Obesity affects the size, function and inflammatory state of WATs and, as a consequence, alters the stem cell niches present in these tissues. These changes induce remodeling of the stem cells present in the niches. In particular, mesenchymal stromal cells (MSCs) could modify their biological properties. This phenomenon may have profound consequences for health given the role of MSCs in bone, cartilage and fat tissue regeneration and in the body’s homeostasis.
MSCs are a heterogeneous population containing stromal cells, progenitor cells, fibroblasts and stem cells. MSCs have been isolated from the stromal component of several tissues and organs, such as bone marrow, adipose tissue, cord blood and dental pulp . Stem cells present in MSC population are able to differentiate among adipocytes, chondrocytes, osteocytes and other mesodermal derivatives. MSCs contribute to the homeostatic maintenance of many organs through secretion of many cytokines and growth factors, which exert paracrine and autocrine functions .

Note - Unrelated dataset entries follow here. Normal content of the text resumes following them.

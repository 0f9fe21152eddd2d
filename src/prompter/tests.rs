use crate::errors::Result;
use crate::prompter::models::{Flow, FlowCtrl};
use crate::prompter::prompter::Prompter;
use std::cell::Cell;
use std::io::Cursor;
use std::rc::Rc;

struct ScriptFlow {
    renders: Rc<Cell<u32>>,
    inputs: Rc<Cell<u32>>,
    script: Vec<FlowCtrl>,
}

impl ScriptFlow {
    fn new(renders: Rc<Cell<u32>>, inputs: Rc<Cell<u32>>, script: Vec<FlowCtrl>) -> Self {
        Self {
            renders,
            inputs,
            script,
        }
    }
}

impl Flow for ScriptFlow {
    fn render(&mut self) -> Result<()> {
        self.renders.set(self.renders.get() + 1);
        Ok(())
    }

    fn handle_input(&mut self, _: &str) -> Result<FlowCtrl> {
        self.inputs.set(self.inputs.get() + 1);
        Ok(self.script.remove(0))
    }
}

fn counters() -> (Rc<Cell<u32>>, Rc<Cell<u32>>) {
    (Rc::new(Cell::new(0)), Rc::new(Cell::new(0)))
}

#[test]
fn prompter_finishes_on_flow_finish() {
    let (renders, inputs) = counters();
    let flow = ScriptFlow::new(renders.clone(), inputs.clone(), vec![FlowCtrl::Finish]);

    Prompter::new()
        .run_with_reader(flow, Cursor::new(b"shot\n"))
        .unwrap();

    assert_eq!(renders.get(), 1);
    assert_eq!(inputs.get(), 1);
}

#[test]
fn prompter_handles_continue_then_abort() {
    let (renders, inputs) = counters();
    let flow = ScriptFlow::new(
        renders.clone(),
        inputs.clone(),
        vec![FlowCtrl::Continue, FlowCtrl::Abort],
    );

    Prompter::new()
        .run_with_reader(flow, Cursor::new(b"plan\ncheck\nlog\n"))
        .unwrap();

    assert_eq!(renders.get(), 2);
    assert_eq!(inputs.get(), 2);
}

#[test]
fn prompter_exits_on_explicit_exit_input() {
    let (renders, inputs) = counters();
    let flow = ScriptFlow::new(renders.clone(), inputs.clone(), vec![FlowCtrl::Finish]);

    Prompter::new()
        .run_with_reader(flow, Cursor::new(b"EXIT\n"))
        .unwrap();

    assert_eq!(renders.get(), 1);
    assert_eq!(inputs.get(), 0);
}

#[test]
fn prompter_exits_on_eof() {
    let (renders, inputs) = counters();
    let flow = ScriptFlow::new(renders.clone(), inputs.clone(), vec![]);

    Prompter::new()
        .run_with_reader(flow, Cursor::new(b""))
        .unwrap();

    assert_eq!(renders.get(), 1);
    assert_eq!(inputs.get(), 0);
}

In this scenario, we aimed to evaluate how obesity may affect the in vitro biological functions of MSCs derived by sWAT, vWAT and bone marrow. We focused our attention on senescence phenomena associated with obesity status. Some studies have addressed the effect of obesity on senescence. There is a recent finding showing that bone marrow derived MSCs from obese individuals are prone to senescence . Other studies, evidenced that adipose tissue may undergo senescence phenomena . Nevertheless, a comparative study on senescence phenomena in MSCs obtained from different sources is still lacking [12–15].
In obese mice, the visceral fat- and bone marrow-derived MSCs showed a reduction in proliferation rate and an increase in senescence
The high-fat diet (HFD) induced a significant increase in mice weight (Figure 1A), with the presence of abundant vWAT depots. As reported, HFD treatment caused hyperglycemia as determined by blood glucose measurement (Figure 1B). We isolated and cultivated MSCs from BM, sWAT and vWAT of obese and normal mice and determined their in vitro properties. We verified by flow cytometry that MSCs expressed the surface antigens CD73, CD90 and CD105 and were negative for CD45, CD31 (Supplementary Figure 1) .

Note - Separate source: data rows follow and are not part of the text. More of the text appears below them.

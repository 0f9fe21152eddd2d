use crate::core::aliases::{EquipmentId, ShotId};
use crate::core::types::{ClockTime, ShootDate, ShotDuration, ShotStatus};
use serde::{Deserialize, Serialize};
use std::fmt;

pub const DEFAULT_LOCATION: &str = "Location TBD";

pub trait BaseEntity {
    fn id(&self) -> ShotId;
    fn set_id(&mut self, id: ShotId);
}

/// A scheduled filming event.
///
/// `prepared_equipment_ids` is always a subset of `equipment_ids`; the
/// readiness helpers in the scheduler keep that true on every update.
#[derive(Debug, Clone, PartialEq, Serialize, Deserialize)]
pub struct Shot {
    pub id: ShotId,
    pub title: String,
    #[serde(default)]
    pub scene_number: String,
    #[serde(default = "default_location")]
    pub location: String,
    #[serde(default)]
    pub description: String,
    pub date: ShootDate,
    pub start_time: ClockTime,
    pub duration: ShotDuration,
    #[serde(default)]
    pub status: ShotStatus,
    #[serde(default)]
    pub equipment_ids: Vec<EquipmentId>,
    #[serde(default)]
    pub prepared_equipment_ids: Vec<EquipmentId>,
}

fn default_location() -> String {
    DEFAULT_LOCATION.to_string()
}

impl Shot {
    pub fn new(
        title: impl Into<String>,
        date: ShootDate,
        start_time: ClockTime,
        duration: ShotDuration,
    ) -> Self {
        Self {
            id: 1,
            title: title.into(),
            scene_number: String::new(),
            location: default_location(),
            description: String::new(),
            date,
            start_time,
            duration,
            status: ShotStatus::Pending,
            equipment_ids: Vec::new(),
            prepared_equipment_ids: Vec::new(),
        }
    }

    pub fn with_location(mut self, location: impl Into<String>) -> Self {
        self.location = location.into();
        self
    }

    pub fn with_scene(mut self, scene_number: impl Into<String>) -> Self {
        self.scene_number = scene_number.into();
        self
    }

    pub fn with_equipment<I, S>(mut self, ids: I) -> Self
    where
        I: IntoIterator<Item = S>,
        S: Into<EquipmentId>,
    {
        for id in ids {
            let id = id.into();
            if !self.equipment_ids.contains(&id) {
                self.equipment_ids.push(id);
            }
        }
        self
    }

    /// End offset in minutes from the start of `date`. May exceed a day
    /// for shots running past midnight.
    pub fn end_minutes(&self) -> i32 {
        self.start_time.minutes().saturating_add(self.duration.minutes())
    }

    /// End time as shown on the clock face.
    pub fn end_time(&self) -> ClockTime {
        self.start_time.plus(self.duration)
    }

    pub fn window(&self) -> String {
        format!("{}-{}", self.start_time, self.end_time())
    }

    /// A pending copy moved to a new slot. Equipment carries over but
    /// nothing is prepared yet. The id is reassigned on insert.
    pub fn retake(&self, date: ShootDate, start_time: ClockTime) -> Shot {
        Shot {
            id: 0,
            date,
            start_time,
            status: ShotStatus::Pending,
            prepared_equipment_ids: Vec::new(),
            ..self.clone()
        }
    }
}

impl BaseEntity for Shot {
    fn id(&self) -> ShotId {
        self.id
    }
    fn set_id(&mut self, id: ShotId) {
        self.id = id;
    }
}

impl fmt::Display for Shot {
    fn fmt(&self, f: &mut fmt::Formatter<'_>) -> fmt::Result {
        write!(
            f,
            "Shot(id={}, scene='{}', title='{}', date={}, window={}, location='{}', status={}, gear={}/{})",
            self.id,
            self.scene_number,
            self.title,
            self.date,
            self.window(),
            self.location,
            self.status,
            self.prepared_equipment_ids.len(),
            self.equipment_ids.len()
        )
    }
}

Figure 1. Treatment of mice with HFD. (A) The graph shows the weight of six mice fed with HFD and other six ones with ND for 10 weeks. Data are shown with standard deviation (SD) n=6 animals for each experimental condition, *p<0.05, **p<0.01, ***p<0.001. (B) The graph shows the mean blood glucose levels determined in mice at the end of treatment with either HFD or ND. Data are shown with standard deviation (SD) n=6 animals for each experimental condition, ***p<0.001.
In samples obtained from obese animals, the proliferation assay showed a reduction in the proliferation rate of BM- and vWAT-MSCs, while those obtained from sWAT did not show changes compared with controls (Figure 2A). This data agreed with cell cycle profile analysis only for BM-MSCs, which revealed a reduction of S-phase cells (Figure 2B). In the vWAT-MSC samples, obtained from obese animals, we hypothesized that the G0/G1 fraction could contain more cells in G0 rather than in G1, this to explain the reduction in proliferation. This assumption is supported by senescence data (see below).

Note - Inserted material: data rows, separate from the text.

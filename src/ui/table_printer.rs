use crate::ui::width_util::WidthUtil;
use std::io::{self, Write};

/// A table line: aligned cells, or a free-form note indented under the
/// previous row (travel legs, gear hand-overs).
#[derive(Debug, Clone, PartialEq, Eq)]
pub enum TableRow {
    Cells(Vec<String>),
    Note(String),
}

impl TableRow {
    pub fn cells<I, S>(cells: I) -> Self
    where
        I: IntoIterator<Item = S>,
        S: Into<String>,
    {
        TableRow::Cells(cells.into_iter().map(Into::into).collect())
    }
}

#[derive(Debug, Clone)]
pub struct Table<'a> {
    pub title: &'a str,
    pub headers: &'a [&'a str],
    pub rows: Vec<TableRow>,
    pub empty_message: Option<&'a str>,
    pub min_width: usize,
}

impl<'a> Table<'a> {
    pub fn new(title: &'a str, headers: &'a [&'a str], rows: Vec<TableRow>) -> Self {
        Self {
            title,
            headers,
            rows,
            empty_message: None,
            min_width: 0,
        }
    }

    pub fn empty_message(mut self, msg: &'a str) -> Self {
        self.empty_message = Some(msg);
        self
    }

    pub fn min_width(mut self, width: usize) -> Self {
        self.min_width = width;
        self
    }
}

const COLUMN_JOIN: &str = " | ";
const NOTE_INDENT: &str = "    ";

#[derive(Debug, Clone, Default)]
pub struct TablePrinter {
    util: WidthUtil,
}

impl TablePrinter {
    pub fn new() -> Self {
        Self::default()
    }

    pub fn render_banner<W: Write + ?Sized>(
        &self,
        title: &str,
        width: usize,
        out: &mut W,
    ) -> io::Result<()> {
        let w = width.max(self.util.visible_width(title));
        writeln!(out, "{}", "=".repeat(w))?;
        writeln!(out, "{}", title.to_uppercase())?;
        writeln!(out, "{}", "=".repeat(w))
    }

    /// Natural width of `table`, ignoring its minimum.
    pub fn table_width(&self, table: &Table<'_>) -> usize {
        let cols = self.column_widths(table);
        let cells = if cols.is_empty() {
            0
        } else {
            cols.iter().sum::<usize>() + (cols.len() - 1) * COLUMN_JOIN.len()
        };
        let notes = table
            .rows
            .iter()
            .filter_map(|r| match r {
                TableRow::Note(n) => Some(NOTE_INDENT.len() + self.util.visible_width(n)),
                TableRow::Cells(_) => None,
            })
            .max()
            .unwrap_or(0);
        let empty = if table.rows.is_empty() {
            table
                .empty_message
                .map(|m| self.util.visible_width(m))
                .unwrap_or(0)
        } else {
            0
        };
        cells
            .max(notes)
            .max(empty)
            .max(self.util.visible_width(table.title))
    }

    pub fn print(&self, table: &Table<'_>) {
        let mut stdout = io::stdout();
        let _ = self.render(table, &mut stdout);
    }

    pub fn render<W: Write + ?Sized>(&self, table: &Table<'_>, out: &mut W) -> io::Result<()> {
        let cols = self.column_widths(table);
        let width = self.table_width(table).max(table.min_width);
        let rule = "-".repeat(width.max(1));

        writeln!(out, "{rule}")?;
        writeln!(out, "{}", table.title.to_uppercase())?;
        writeln!(out, "{rule}")?;

        if table.rows.is_empty() {
            if let Some(msg) = table.empty_message {
                writeln!(out, "{msg}")?;
                return writeln!(out, "{rule}");
            }
        }

        if !table.headers.is_empty() {
            let header: Vec<String> = table.headers.iter().map(|h| h.to_string()).collect();
            writeln!(out, "{}", self.join_cells(&header, &cols))?;
            writeln!(out, "{rule}")?;
        }

        for row in &table.rows {
            match row {
                TableRow::Cells(cells) => writeln!(out, "{}", self.join_cells(cells, &cols))?,
                TableRow::Note(note) => writeln!(out, "{NOTE_INDENT}{note}")?,
            }
        }
        writeln!(out, "{rule}")
    }

    fn column_widths(&self, table: &Table<'_>) -> Vec<usize> {
        let mut widths: Vec<usize> = table
            .headers
            .iter()
            .map(|h| self.util.visible_width(h))
            .collect();
        for row in &table.rows {
            if let TableRow::Cells(cells) = row {
                for (i, cell) in cells.iter().enumerate() {
                    let w = self.util.visible_width(cell);
                    match widths.get_mut(i) {
                        Some(slot) => *slot = (*slot).max(w),
                        None => widths.push(w),
                    }
                }
            }
        }
        widths
    }

    /// Pads every cell but the last, so rows carry no trailing spaces.
    fn join_cells(&self, cells: &[String], widths: &[usize]) -> String {
        let last = cells.len().saturating_sub(1);
        cells
            .iter()
            .enumerate()
            .map(|(i, c)| {
                if i == last {
                    c.clone()
                } else {
                    self.util.pad_visible(c, widths.get(i).copied().unwrap_or(0))
                }
            })
            .collect::<Vec<_>>()
            .join(COLUMN_JOIN)
    }
}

Figure 2. Proliferation and cell cycle analyses. (A) MSC cell proliferation was evaluated by Cell Counting Kit-8 (CCK-8) colorimetric assay. The graph shows data coming from obese and control samples. Data are shown with standard deviation (SD) n=6 animals for each experimental condition, **p<0.01. (B) Representative cell cycle analysis of MSCs harvested from obese and normal mice. Data are expressed with SD (n=6 animals for each experimental condition) *p<0.05, **p<0.01.
We then evaluated apoptosis and senescence by annexin V and acid-beta-galactosidase assays, respectively (Figure 3A, 3B). MSCs obtained from obese animals did not evidence a change in apoptosis levels compared with controls. However, the percentage of senescent cells was greater in MSCs from obese mice compared with those from normal animals (Figure 3B). In particular, the senescence level in vWAT-MSCs was significantly higher in obese samples than in normal controls. An increase in the production and release of reactive oxygen species (ROS) is a typical feature of senescent cells [17, 18]. In MSC cultures obtained from obese animals, we detected a significant increase in intracellular ROS levels (Figure 3C).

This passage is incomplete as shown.